Avant 1914, la CGT est une organisation peu structurée et peu centralisée, dotée toutefois (si l'on peut faire une analogie avec des institutions politiques) d'organes « exécutif » et « législatif ». L'« exécutif » est assuré par un secrétariat confédéral. Victor Griffuelhes (de 1902 à 1909) et Léon Jouhaux, qui lui succède en juillet 1909 après un bref intermède, en sont les dirigeants les plus marquants. Le premier, surtout, contribue à imposer la ligne du syndicalisme révolutionnaire. Le « législatif » de la confédération est confié au congrès, réuni en principe tous les deux ans. Les organisations qui composent la CGT y sont représentées par des délégués indépendamment de leur nombre d'adhérents. De petites fédérations, favorables au syndicalisme révolutionnaire, peuvent ainsi jouer un rôle certain lors des congrès, alors que les grandes fédérations, telle celle du Livre, sont souvent plus réformistes. Au congrès de 1906 est adoptée une motion d'inspiration syndicaliste-révolutionnaire, dite « Charte d'Amiens », marquée par une défiance à l'égard de l'État et des partis politiques. La CGT rassemble des effectifs bien inférieurs aux trade unions britanniques, très liés au Parti travailliste : elle compte 300 000 adhérents en 1895 et 700 000 en 1914.

Évolution vers le réformisme.

• Pendant la Première Guerre mondiale, la CGT participe à l'effort de défense nationale, et plusieurs de ses militants collaborent avec le ministre socialiste Albert Thomas. Les effectifs s'accroissent très sensiblement pour dépasser le million d'adhérents en 1919. Mais elle subit le contrecoup de la scission de la SFIO, intervenue au congrès de Tours (décembre 1920) entre socialistes et communistes : le 27 décembre 1921, la minorité révolutionnaire de la CGT, qui a joué un rôle décisif dans les grandes grèves de 1920, quitte l'organisation pour aller fonder la CGT - unitaire (CGTU).
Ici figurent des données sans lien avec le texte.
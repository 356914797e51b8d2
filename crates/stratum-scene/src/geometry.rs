//! 2D vectors, collision shapes, and the overlap predicates between them.
//!
//! A [`Shape`] is either a circle or an axis-aligned rectangle. Its center is
//! derived each frame from the owning entity's position and [`Visual`]
//! extents, so the shape always sits over what a renderer would draw.

use std::fmt;
use std::ops::{Add, Mul, Neg, Sub};
use std::str::FromStr;

use serde::{Deserialize, Serialize};

use crate::SceneError;

// ---------------------------------------------------------------------------
// Vec2
// ---------------------------------------------------------------------------

/// A 2D vector / point.
#[derive(Debug, Clone, Copy, PartialEq, Default, Serialize, Deserialize)]
pub struct Vec2 {
    /// Horizontal coordinate.
    pub x: f64,
    /// Vertical coordinate.
    pub y: f64,
}

impl Vec2 {
    /// The origin.
    pub const ZERO: Vec2 = Vec2 { x: 0.0, y: 0.0 };

    #[inline]
    pub const fn new(x: f64, y: f64) -> Self {
        Self { x, y }
    }

    /// Euclidean length.
    #[inline]
    pub fn length(self) -> f64 {
        self.x.hypot(self.y)
    }

    /// Euclidean distance to `other`.
    #[inline]
    pub fn distance(self, other: Vec2) -> f64 {
        (self - other).length()
    }
}

impl Add for Vec2 {
    type Output = Vec2;

    fn add(self, rhs: Vec2) -> Vec2 {
        Vec2::new(self.x + rhs.x, self.y + rhs.y)
    }
}

impl Sub for Vec2 {
    type Output = Vec2;

    fn sub(self, rhs: Vec2) -> Vec2 {
        Vec2::new(self.x - rhs.x, self.y - rhs.y)
    }
}

impl Mul<f64> for Vec2 {
    type Output = Vec2;

    fn mul(self, rhs: f64) -> Vec2 {
        Vec2::new(self.x * rhs, self.y * rhs)
    }
}

impl Neg for Vec2 {
    type Output = Vec2;

    fn neg(self) -> Vec2 {
        Vec2::new(-self.x, -self.y)
    }
}

impl From<(f64, f64)> for Vec2 {
    fn from((x, y): (f64, f64)) -> Self {
        Vec2::new(x, y)
    }
}

impl fmt::Display for Vec2 {
    fn fmt(&self, f: &mut fmt::Formatter<'_>) -> fmt::Result {
        write!(f, "({}, {})", self.x, self.y)
    }
}

// ---------------------------------------------------------------------------
// Shape
// ---------------------------------------------------------------------------

/// Geometric collision primitive.
#[derive(Debug, Clone, Copy, PartialEq, Serialize, Deserialize)]
#[serde(tag = "type", rename_all = "snake_case")]
pub enum Shape {
    /// Circle with a center and radius.
    Circle {
        /// Center point.
        center: Vec2,
        /// Radius.
        radius: f64,
    },
    /// Axis-aligned rectangle with a center and half-extents.
    Rect {
        /// Center point.
        center: Vec2,
        /// Half-width along the x-axis.
        half_x: f64,
        /// Half-height along the y-axis.
        half_y: f64,
    },
}

impl Shape {
    /// Circle constructor.
    pub fn circle(center: impl Into<Vec2>, radius: f64) -> Self {
        Shape::Circle {
            center: center.into(),
            radius,
        }
    }

    /// Axis-aligned rectangle constructor from half-extents.
    pub fn rect(center: impl Into<Vec2>, half_x: f64, half_y: f64) -> Self {
        Shape::Rect {
            center: center.into(),
            half_x,
            half_y,
        }
    }

    /// The shape's center.
    pub fn center(&self) -> Vec2 {
        match *self {
            Shape::Circle { center, .. } | Shape::Rect { center, .. } => center,
        }
    }

    /// Move the shape so its center is at `new_center`. Size is unchanged.
    pub fn set_center(&mut self, new_center: Vec2) {
        match self {
            Shape::Circle { center, .. } | Shape::Rect { center, .. } => *center = new_center,
        }
    }

    /// Whether this shape overlaps `other`. Touching edges count as overlap.
    ///
    /// Pure predicate; `a.overlaps(&b) == b.overlaps(&a)` for every pair.
    pub fn overlaps(&self, other: &Shape) -> bool {
        match (*self, *other) {
            (
                Shape::Circle {
                    center: c1,
                    radius: r1,
                },
                Shape::Circle {
                    center: c2,
                    radius: r2,
                },
            ) => c1.distance(c2) <= r1 + r2,
            (
                Shape::Rect {
                    center: c1,
                    half_x: hx1,
                    half_y: hy1,
                },
                Shape::Rect {
                    center: c2,
                    half_x: hx2,
                    half_y: hy2,
                },
            ) => (c1.x - c2.x).abs() <= hx1 + hx2 && (c1.y - c2.y).abs() <= hy1 + hy2,
            (Shape::Circle { center, radius }, rect @ Shape::Rect { .. })
            | (rect @ Shape::Rect { .. }, Shape::Circle { center, radius }) => {
                rect_circle_overlap(&rect, center, radius)
            }
        }
    }
}

/// Distance from the circle center to the closest point of the rectangle,
/// compared against the radius.
fn rect_circle_overlap(rect: &Shape, circle_center: Vec2, radius: f64) -> bool {
    let Shape::Rect {
        center,
        half_x,
        half_y,
    } = *rect
    else {
        return false;
    };
    let closest = Vec2::new(
        circle_center.x.max(center.x - half_x).min(center.x + half_x),
        circle_center.y.max(center.y - half_y).min(center.y + half_y),
    );
    closest.distance(circle_center) <= radius
}

// ---------------------------------------------------------------------------
// Visual
// ---------------------------------------------------------------------------

/// Visual extents of an entity: what a renderer draws at its position.
///
/// `anchor` is the point of the unscaled image that sits on the entity's
/// position; `(0, 0)` puts the position at the bottom-left corner.
#[derive(Debug, Clone, Copy, PartialEq, Serialize, Deserialize)]
pub struct Visual {
    /// Unscaled width.
    pub width: f64,
    /// Unscaled height.
    pub height: f64,
    /// Anchor offset inside the unscaled image.
    #[serde(default)]
    pub anchor: Vec2,
    /// Uniform scale factor.
    #[serde(default = "default_scale")]
    pub scale: f64,
}

fn default_scale() -> f64 {
    1.0
}

impl Visual {
    /// Bottom-left anchored visual of the given size, scale 1.
    pub fn new(width: f64, height: f64) -> Self {
        Self {
            width,
            height,
            anchor: Vec2::ZERO,
            scale: 1.0,
        }
    }

    /// Builder: set the anchor.
    pub fn with_anchor(mut self, anchor: impl Into<Vec2>) -> Self {
        self.anchor = anchor.into();
        self
    }

    /// Builder: set the scale.
    pub fn with_scale(mut self, scale: f64) -> Self {
        self.scale = scale;
        self
    }

    /// Scaled `(width, height)`.
    pub fn size(&self) -> (f64, f64) {
        (self.width * self.scale, self.height * self.scale)
    }

    /// Center of the drawn image when the entity is at `position`.
    pub fn center_at(&self, position: Vec2) -> Vec2 {
        let (w, h) = self.size();
        position - self.anchor * self.scale + Vec2::new(w / 2.0, h / 2.0)
    }
}

impl Default for Visual {
    fn default() -> Self {
        Self::new(0.0, 0.0)
    }
}

// ---------------------------------------------------------------------------
// ShapeKind
// ---------------------------------------------------------------------------

/// How an entity derives its collision [`Shape`] from its [`Visual`].
///
/// Resolved once when the entity is built; string tags are parsed with
/// [`FromStr`] and unknown tags are rejected with
/// [`SceneError::InvalidShapeKind`].
#[derive(Debug, Clone, Copy, PartialEq, Default, Serialize, Deserialize)]
#[serde(rename_all = "lowercase")]
pub enum ShapeKind {
    /// Radius is half the larger scaled side.
    Circle,
    /// Half-extents are half the scaled size.
    #[default]
    Rectangle,
    /// Use the given shape as-is (its center is still recomputed per frame).
    Explicit(Shape),
}

impl ShapeKind {
    /// Build the collision shape for `visual` placed at `position`.
    pub fn build(&self, visual: &Visual, position: Vec2) -> Shape {
        let center = visual.center_at(position);
        let (w, h) = visual.size();
        match *self {
            ShapeKind::Circle => Shape::circle(center, w.max(h) / 2.0),
            ShapeKind::Rectangle => Shape::rect(center, w / 2.0, h / 2.0),
            ShapeKind::Explicit(shape) => shape,
        }
    }

    /// Tag used in configuration, `None` for explicit shapes.
    pub fn tag(&self) -> Option<&'static str> {
        match self {
            ShapeKind::Circle => Some("circle"),
            ShapeKind::Rectangle => Some("rectangle"),
            ShapeKind::Explicit(_) => None,
        }
    }
}

impl FromStr for ShapeKind {
    type Err = SceneError;

    fn from_str(s: &str) -> Result<Self, Self::Err> {
        match s {
            "circle" => Ok(ShapeKind::Circle),
            "rectangle" => Ok(ShapeKind::Rectangle),
            other => Err(SceneError::InvalidShapeKind {
                value: other.to_owned(),
            }),
        }
    }
}

impl From<Shape> for ShapeKind {
    fn from(shape: Shape) -> Self {
        ShapeKind::Explicit(shape)
    }
}

// ---------------------------------------------------------------------------
// Tests
// ---------------------------------------------------------------------------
La CGT poursuit alors la politique amorcée durant la guerre, en renforçant l'intégration de la classe ouvrière à la nation. Elle défend les idées de nationalisation, de contrôle ouvrier dans l'entreprise, de conventions collectives par branches, ainsi que la création d'un Conseil national économique à participation syndicale. Le vote, en 1928, de la loi établissant les assurances sociales peut passer pour l'un de ses succès. Cette tactique réformiste lui permet d'accroître ses effectifs, qui passent entre 1922 et 1930 de 488 000 à 577 000. À la différence de la CGTU, ils sont composés, pour moitié, de salariés du secteur public.
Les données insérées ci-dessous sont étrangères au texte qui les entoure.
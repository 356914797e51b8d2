//! Item handles and the arena that owns every item.
//!
//! Layers hold only [`ItemId`]s; the [`ItemStore`] owns the items themselves.
//! This keeps the entity -> layer back-reference a plain [`LayerId`] and lets
//! a layer walk its member list while mutating the members it points at.
//!
//! Every slot carries a generation that is bumped when its item is removed,
//! so an id kept past its item's removal never resolves to whatever reuses
//! the slot.
//!
//! [`LayerId`]: crate::layer::LayerId

use std::collections::VecDeque;
use std::fmt;

use serde::{Deserialize, Serialize};

use crate::decoration::Decoration;
use crate::entity::Entity;
use crate::layer::LayerId;

// ---------------------------------------------------------------------------
// ItemId
// ---------------------------------------------------------------------------

/// Handle to an item in an [`ItemStore`]: slot plus the slot's generation at
/// insertion time.
#[derive(Debug, Clone, Copy, PartialEq, Eq, Hash, PartialOrd, Ord, Serialize, Deserialize)]
pub struct ItemId {
    slot: u32,
    generation: u32,
}

impl ItemId {
    pub fn new(slot: u32, generation: u32) -> Self {
        Self { slot, generation }
    }

    pub fn slot(self) -> u32 {
        self.slot
    }

    pub fn generation(self) -> u32 {
        self.generation
    }
}

impl fmt::Display for ItemId {
    fn fmt(&self, f: &mut fmt::Formatter<'_>) -> fmt::Result {
        write!(f, "#{}.{}", self.slot, self.generation)
    }
}

// ---------------------------------------------------------------------------
// Item
// ---------------------------------------------------------------------------

/// Anything a layer can hold.
#[derive(Debug)]
pub enum Item {
    /// Updated, collided, and receives input.
    Entity(Entity),
    /// Painted only.
    Decoration(Decoration),
}

impl Item {
    pub fn as_entity(&self) -> Option<&Entity> {
        match self {
            Item::Entity(e) => Some(e),
            Item::Decoration(_) => None,
        }
    }

    pub fn as_entity_mut(&mut self) -> Option<&mut Entity> {
        match self {
            Item::Entity(e) => Some(e),
            Item::Decoration(_) => None,
        }
    }

    pub fn as_decoration(&self) -> Option<&Decoration> {
        match self {
            Item::Decoration(d) => Some(d),
            Item::Entity(_) => None,
        }
    }

    pub fn as_decoration_mut(&mut self) -> Option<&mut Decoration> {
        match self {
            Item::Decoration(d) => Some(d),
            Item::Entity(_) => None,
        }
    }

    pub fn is_entity(&self) -> bool {
        matches!(self, Item::Entity(_))
    }

    /// The layer currently holding this item.
    pub fn layer(&self) -> Option<LayerId> {
        match self {
            Item::Entity(e) => e.body().layer,
            Item::Decoration(d) => d.layer,
        }
    }

    pub(crate) fn set_layer(&mut self, layer: Option<LayerId>) {
        match self {
            Item::Entity(e) => e.body_mut().layer = layer,
            Item::Decoration(d) => d.layer = layer,
        }
    }
}

impl From<Entity> for Item {
    fn from(e: Entity) -> Self {
        Item::Entity(e)
    }
}

impl From<Decoration> for Item {
    fn from(d: Decoration) -> Self {
        Item::Decoration(d)
    }
}

// ---------------------------------------------------------------------------
// ItemStore
// ---------------------------------------------------------------------------

#[derive(Debug)]
struct Slot {
    generation: u32,
    item: Option<Item>,
}

/// Arena owning every item, addressed by [`ItemId`].
#[derive(Debug, Default)]
pub struct ItemStore {
    slots: Vec<Slot>,
    /// Empty slots, reused oldest first.
    vacant: VecDeque<u32>,
    live: usize,
}

impl ItemStore {
    pub fn new() -> Self {
        Self::default()
    }

    /// Take ownership of `item` and return its id. The item is detached.
    pub fn insert(&mut self, item: impl Into<Item>) -> ItemId {
        let mut item = item.into();
        item.set_layer(None);
        self.live += 1;
        match self.vacant.pop_front() {
            Some(slot) => {
                let entry = &mut self.slots[slot as usize];
                entry.item = Some(item);
                ItemId::new(slot, entry.generation)
            }
            None => {
                let slot = self.slots.len() as u32;
                self.slots.push(Slot {
                    generation: 0,
                    item: Some(item),
                });
                ItemId::new(slot, 0)
            }
        }
    }

    /// Drop ownership of `id`, handing the item back. `None` if stale.
    pub fn remove(&mut self, id: ItemId) -> Option<Item> {
        let entry = self.slots.get_mut(id.slot as usize)?;
        if entry.generation != id.generation {
            return None;
        }
        let item = entry.item.take()?;
        entry.generation = entry.generation.wrapping_add(1);
        self.vacant.push_back(id.slot);
        self.live -= 1;
        Some(item)
    }

    pub fn contains(&self, id: ItemId) -> bool {
        self.get(id).is_some()
    }

    pub fn get(&self, id: ItemId) -> Option<&Item> {
        self.slots
            .get(id.slot as usize)
            .filter(|entry| entry.generation == id.generation)?
            .item
            .as_ref()
    }

    pub fn get_mut(&mut self, id: ItemId) -> Option<&mut Item> {
        self.slots
            .get_mut(id.slot as usize)
            .filter(|entry| entry.generation == id.generation)?
            .item
            .as_mut()
    }

    pub fn entity(&self, id: ItemId) -> Option<&Entity> {
        self.get(id)?.as_entity()
    }

    pub fn entity_mut(&mut self, id: ItemId) -> Option<&mut Entity> {
        self.get_mut(id)?.as_entity_mut()
    }

    pub fn decoration(&self, id: ItemId) -> Option<&Decoration> {
        self.get(id)?.as_decoration()
    }

    pub fn decoration_mut(&mut self, id: ItemId) -> Option<&mut Decoration> {
        self.get_mut(id)?.as_decoration_mut()
    }

    /// Mutable access to entity `a` alongside shared access to entity `b`.
    ///
    /// `None` if `a` and `b` share a slot, or either is stale or not an entity.
    pub fn pair_mut(&mut self, a: ItemId, b: ItemId) -> Option<(&mut Entity, &Entity)> {
        if a.slot == b.slot || !self.contains(a) || !self.contains(b) {
            return None;
        }
        let (sa, sb) = (a.slot as usize, b.slot as usize);
        let (first, second) = if sa < sb {
            let (lo, hi) = self.slots.split_at_mut(sb);
            (&mut lo[sa], &hi[0])
        } else {
            let (lo, hi) = self.slots.split_at_mut(sa);
            (&mut hi[0], &lo[sb])
        };
        let subject = first.item.as_mut()?.as_entity_mut()?;
        let other = second.item.as_ref()?.as_entity()?;
        Some((subject, other))
    }

    /// Number of live items.
    pub fn len(&self) -> usize {
        self.live
    }

    pub fn is_empty(&self) -> bool {
        self.live == 0
    }
}

// ---------------------------------------------------------------------------
// Tests
// ---------------------------------------------------------------------------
La crise des années trente marque fortement l'histoire de la CGT. Des solutions originales se dessinent en son sein, pour répondre au désordre économique, issues du courant « planiste ». Mais la réunification syndicale - de la CGT et de la CGTU -, le 25 mars 1936, et, plus encore, l'explosion sociale de mai-juin 1936 entraînent l'adhésion massive d'ouvriers dotés d'une tout autre culture syndicale. La croissance des effectifs (1,1 million en mars 1936, 3,9 millions en 1937) renforce la tendance communiste et renverse les rapports de force à l'intérieur de la CGT.